OpenAI’s UDP voice relay, antirez ships Redis ARGREP, Gemini adds webhooks

TL;DR

OpenAI’s Realtime transport swaps SFUs for stateless UDP relays serving 900M WAU.
Trickle ICE and STUN/TURN are missing from the relay, locking out UDP-firewalled clients.
antirez’s PR 15162 lands a sparse Redis array with ARGREP regex over RAM-resident data.
Gemini’s webhook removes only the status poll, not the Cloud Storage result fetch.
Batch jobs sit PENDING up to 72 hours, capping the latency the callback actually removes.

Three shipments today, all in the plumbing rather than the model. OpenAI’s Realtime stack trades SFUs for a stateless UDP relay that routes 900M WAU off a single ICE ufrag, encoding the destination directly in the protocol field. Gemini’s API picks up Standard Webhooks for batch, Deep Research, and long video jobs, killing the status poll if not the Cloud Storage result fetch. antirez’s Redis PR 15162 lands a sparse three-level array with server-side ARGREP, pushing regex into the database itself.

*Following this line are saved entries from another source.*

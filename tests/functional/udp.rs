use std::net::{Ipv4Addr, SocketAddr};

use bsdsock::net::{option, Ioctl, MSG_DONTWAIT, MSG_PEEK};
use bsdsock::SockAddr;

use crate::util::{expect_io_errno, local_port, localhost, test_core, udp_socket};

#[test]
fn send_and_receive() {
    let core = test_core();
    let receiver = udp_socket(&core);
    core.bind(receiver, &localhost(7000)).unwrap();
    let sender = udp_socket(&core);
    assert_eq!(core.sendto(sender, b"hello", 0, &localhost(7000)).unwrap(), 5);

    let mut buf = [0; 16];
    let (n, address) = core.recvfrom(receiver, &mut buf, 0).unwrap();
    assert_eq!(&buf[..n], b"hello");
    // Sender was bound to a dynamic port.
    let expected = SocketAddr::from((Ipv4Addr::LOCALHOST, local_port(&core, sender)));
    assert_eq!(address.as_socket_addr(), Some(expected));

    // Reply to the source.
    core.sendto(receiver, b"world", 0, &address).unwrap();
    let n = core.recv(sender, &mut buf, 0).unwrap();
    assert_eq!(&buf[..n], b"world");

    core.close(receiver).unwrap();
    core.close(sender).unwrap();
}

#[test]
fn datagram_boundaries() {
    let core = test_core();
    let receiver = udp_socket(&core);
    core.bind(receiver, &localhost(7001)).unwrap();
    let sender = udp_socket(&core);
    core.sendto(sender, b"first datagram", 0, &localhost(7001)).unwrap();
    core.sendto(sender, b"second", 0, &localhost(7001)).unwrap();
    core.stack().flush();

    // All queued bytes, not just the first datagram.
    assert_eq!(core.ioctl(receiver, Ioctl::BytesReadable).unwrap(), 20);
    let mut buf = [0; 5];
    assert_eq!(core.recv(receiver, &mut buf, MSG_PEEK).unwrap(), 5);
    assert_eq!(&buf, b"first");
    // Remainder of the datagram is discarded.
    assert_eq!(core.recv(receiver, &mut buf, 0).unwrap(), 5);
    assert_eq!(&buf, b"first");
    let mut buf = [0; 16];
    let n = core.recv(receiver, &mut buf, 0).unwrap();
    assert_eq!(&buf[..n], b"second");
    expect_io_errno(core.recv(receiver, &mut buf, MSG_DONTWAIT), libc::EWOULDBLOCK);

    core.close(receiver).unwrap();
    core.close(sender).unwrap();
}

#[test]
fn bind_same_port() {
    let core = test_core();
    let a = udp_socket(&core);
    core.bind(a, &localhost(7002)).unwrap();
    let b = udp_socket(&core);
    expect_io_errno(core.bind(b, &localhost(7002)), libc::EADDRINUSE);
    // Both need the option.
    core.set_socket_option::<option::ReuseAddress>(b, true).unwrap();
    expect_io_errno(core.bind(b, &localhost(7002)), libc::EADDRINUSE);
    core.close(a).unwrap();
    core.close(b).unwrap();
}

#[test]
fn shared_port() {
    let core = test_core();
    let a = udp_socket(&core);
    let b = udp_socket(&core);
    for fd in [a, b] {
        core.set_socket_option::<option::ReuseAddress>(fd, true).unwrap();
        core.bind(fd, &localhost(7003)).unwrap();
    }
    let sender = udp_socket(&core);
    core.sendto(sender, b"to all", 0, &localhost(7003)).unwrap();
    core.stack().flush();

    // Both sockets get a copy.
    let mut buf = [0; 16];
    for fd in [a, b] {
        let n = core.recv(fd, &mut buf, MSG_DONTWAIT).unwrap();
        assert_eq!(&buf[..n], b"to all");
    }

    // Port stays bound while one of the sockets is open.
    core.close(a).unwrap();
    core.sendto(sender, b"to b", 0, &localhost(7003)).unwrap();
    let n = core.recv(b, &mut buf, 0).unwrap();
    assert_eq!(&buf[..n], b"to b");

    core.close(b).unwrap();
    core.close(sender).unwrap();
}

#[test]
fn connected_socket_filters_source() {
    let core = test_core();
    let fd = udp_socket(&core);
    core.bind(fd, &localhost(7004)).unwrap();
    let peer = udp_socket(&core);
    core.bind(peer, &localhost(7005)).unwrap();
    let other = udp_socket(&core);
    core.bind(other, &localhost(7006)).unwrap();

    core.connect(fd, &localhost(7005)).unwrap();
    assert_eq!(
        core.getpeername(fd).unwrap().as_socket_addr(),
        Some(SocketAddr::from((Ipv4Addr::LOCALHOST, 7005)))
    );
    core.sendto(other, b"ignored", 0, &localhost(7004)).unwrap();
    core.sendto(peer, b"accepted", 0, &localhost(7004)).unwrap();
    core.stack().flush();

    let mut buf = [0; 16];
    let n = core.recv(fd, &mut buf, MSG_DONTWAIT).unwrap();
    assert_eq!(&buf[..n], b"accepted");
    expect_io_errno(core.recv(fd, &mut buf, MSG_DONTWAIT), libc::EWOULDBLOCK);

    // `send` uses the peer address.
    core.send(fd, b"reply", 0).unwrap();
    let n = core.recv(peer, &mut buf, 0).unwrap();
    assert_eq!(&buf[..n], b"reply");

    // Disconnect.
    core.connect(fd, &SockAddr::unspecified()).unwrap();
    expect_io_errno(core.send(fd, b"reply", 0), libc::EDESTADDRREQ);
    expect_io_errno(core.getpeername(fd), libc::ENOTCONN);

    for fd in [fd, peer, other] {
        core.close(fd).unwrap();
    }
}

#[test]
fn full_queue_drops_datagrams() {
    let core = test_core();
    let receiver = udp_socket(&core);
    core.bind(receiver, &localhost(7007)).unwrap();
    core.set_socket_option::<option::ReceiveBuffer>(receiver, 8).unwrap();
    let sender = udp_socket(&core);
    core.sendto(sender, b"12345", 0, &localhost(7007)).unwrap();
    core.sendto(sender, b"67890", 0, &localhost(7007)).unwrap();
    core.stack().flush();

    let mut buf = [0; 16];
    let n = core.recv(receiver, &mut buf, 0).unwrap();
    assert_eq!(&buf[..n], b"12345");
    expect_io_errno(core.recv(receiver, &mut buf, MSG_DONTWAIT), libc::EWOULDBLOCK);

    core.close(receiver).unwrap();
    core.close(sender).unwrap();
}

#[test]
fn datagram_to_closed_port() {
    let core = test_core();
    let sender = udp_socket(&core);
    core.sendto(sender, b"nobody", 0, &localhost(7008)).unwrap();
    core.stack().flush();
    assert_eq!(core.stack().dropped_datagrams(), 1);
    core.close(sender).unwrap();
}

#[test]
fn send_errors() {
    let core = test_core();
    let fd = udp_socket(&core);
    expect_io_errno(core.send(fd, b"no peer", 0), libc::EDESTADDRREQ);
    expect_io_errno(core.sendto(fd, b"oob", libc::MSG_OOB, &localhost(7009)), libc::EOPNOTSUPP);
    core.close(fd).unwrap();
}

None of today’s tech wins are about model capability — they’re about the layer underneath, where latency, locking, and round-trips actually live. antirez’s four-month build leaned on multi-model cross-review from Claude, GPT-5, and Gemini, which he insists on calling amplification, not autonomy — a reminder that LLMs are now showing up most usefully as collaborators on the infrastructure work, not the headline of it.

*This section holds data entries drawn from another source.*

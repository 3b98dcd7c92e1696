//! Timeout sweeper.
//!
//! The stack doesn't report every connection attempt that fails, e.g. when
//! the peer never answers. The sweeper periodically scans the table for
//! sockets still waiting on a connection whose native socket went back to
//! the closed state.

use std::io;
use std::sync::mpsc::{self, RecvTimeoutError};
use std::sync::{Arc, Weak};
use std::thread::{self, JoinHandle};

use crate::stack::{Stack, TcpState};
use crate::table::Flags;
use crate::wakeup::Events;
use crate::NetworkingCore;

/// Handle to the background sweeper thread.
///
/// The thread is stopped (and joined) when this is dropped. See
/// [`NetworkingCore::start_sweeper`].
#[derive(Debug)]
#[must_use = "the sweeper is stopped when `Sweeper` is dropped"]
pub struct Sweeper {
    /// Dropping this stops the thread.
    stop: Option<mpsc::Sender<()>>,
    handle: Option<JoinHandle<()>>,
}

impl<S: Stack> NetworkingCore<S> {
    /// Start a thread running [`NetworkingCore::sweep`] at the configured
    /// timer rate.
    ///
    /// The thread only holds a weak reference to the core, it stops once
    /// the core is dropped.
    pub fn start_sweeper(self: &Arc<Self>) -> io::Result<Sweeper> {
        let core: Weak<Self> = Arc::downgrade(self);
        let rate = self.config.timer_rate;
        let (stop, stopped) = mpsc::channel::<()>();
        let handle = thread::Builder::new()
            .name("bsdsock-sweeper".into())
            .spawn(move || loop {
                match stopped.recv_timeout(rate) {
                    Err(RecvTimeoutError::Timeout) => {}
                    Ok(()) | Err(RecvTimeoutError::Disconnected) => return,
                }
                let Some(core) = core.upgrade() else {
                    return;
                };
                if let Err(err) = core.sweep() {
                    log::error!("failed to sweep sockets: {err}");
                    return;
                }
            })?;
        log::debug!(rate_ms = rate.as_millis() as u64; "started sweeper");
        Ok(Sweeper {
            stop: Some(stop),
            handle: Some(handle),
        })
    }

    /// Scan the table once for connection attempts that failed silently.
    ///
    /// A listening secondary is armed again, a client socket gets
    /// `ECONNREFUSED` as error and its waiters are woken.
    pub fn sweep(&self) -> io::Result<()> {
        let mut guard = self.lock()?;
        let state = &mut *guard;
        for index in state.table.indices() {
            let Some(socket) = state.table.get_mut(index) else {
                continue;
            };
            if !socket.is_stream() || !socket.flags.contains(Flags::CONNECTION_INPROGRESS) {
                continue;
            }
            let Some(native) = socket.native else {
                continue;
            };
            if self.stack.tcp_state(native) != TcpState::Closed {
                continue;
            }

            if socket.flags.contains(Flags::SERVER_SECONDARY) {
                log::debug!(port = socket.local_port; "re-arming closed listener");
                self.rearm_in_place(state, index);
            } else {
                socket.flags.remove(Flags::CONNECTION_INPROGRESS);
                socket.set_error(libc::ECONNREFUSED);
                log::debug!(fd = state.table.fd(index); "connection attempt timed out");
                self.wake(state, index, Events::ALL);
            }
        }
        Ok(())
    }
}

impl Drop for Sweeper {
    fn drop(&mut self) {
        drop(self.stop.take());
        if let Some(handle) = self.handle.take() {
            if handle.join().is_err() {
                log::error!("sweeper thread panicked");
            }
        }
    }
}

OpenAI’s voice stack swaps SFUs for stateless UDP relays

Source: openai-blog · published 2026-05-04

TL;DR

OpenAI’s Realtime transport ditches SFUs for a stateless relay + stateful transceiver, serving 900M WAU.
Relay routes the first packet via ICE ufrag, encoding destination in the protocol field — no DB lookup.
Critics flag missing trickle ICE and no integrated STUN/TURN — users behind UDP-blocking firewalls are locked out.
End-to-end latency is bounded by the model: median turn latency climbs from 2.24s to over 5s past 10 minutes.

What OpenAI actually changed

The headline trick is routing without state. A standard WebRTC deployment either runs an SFU (great for fan-out, overkill for 1:1) or hands every session a dedicated public port (a Kubernetes nightmare at OpenAI’s scale). OpenAI’s relay does neither: it terminates a small, fixed UDP surface, peeks at the incoming packet’s ICE username fragment, and forwards to the right transceiver pod. Because the server-side ufrag is generated with routing metadata baked in, the relay never decrypts media, never holds session state, and never blocks on a lookup. The transceiver — a separate stateful service — handles ICE, DTLS, SRTP, and the bridge into OpenAI’s internal inference protocol.

flowchart LR
    U[Client browser/mobile] -->|Cloudflare geo-steering| R[Stateless UDP relay]
    R -->|ufrag-routed first packet| T[Stateful transceiver pod]
    T -->|DTLS/SRTP terminated| I[Inference backend]
    R -. fixed small UDP surface .- K[(K8s pod scaling)]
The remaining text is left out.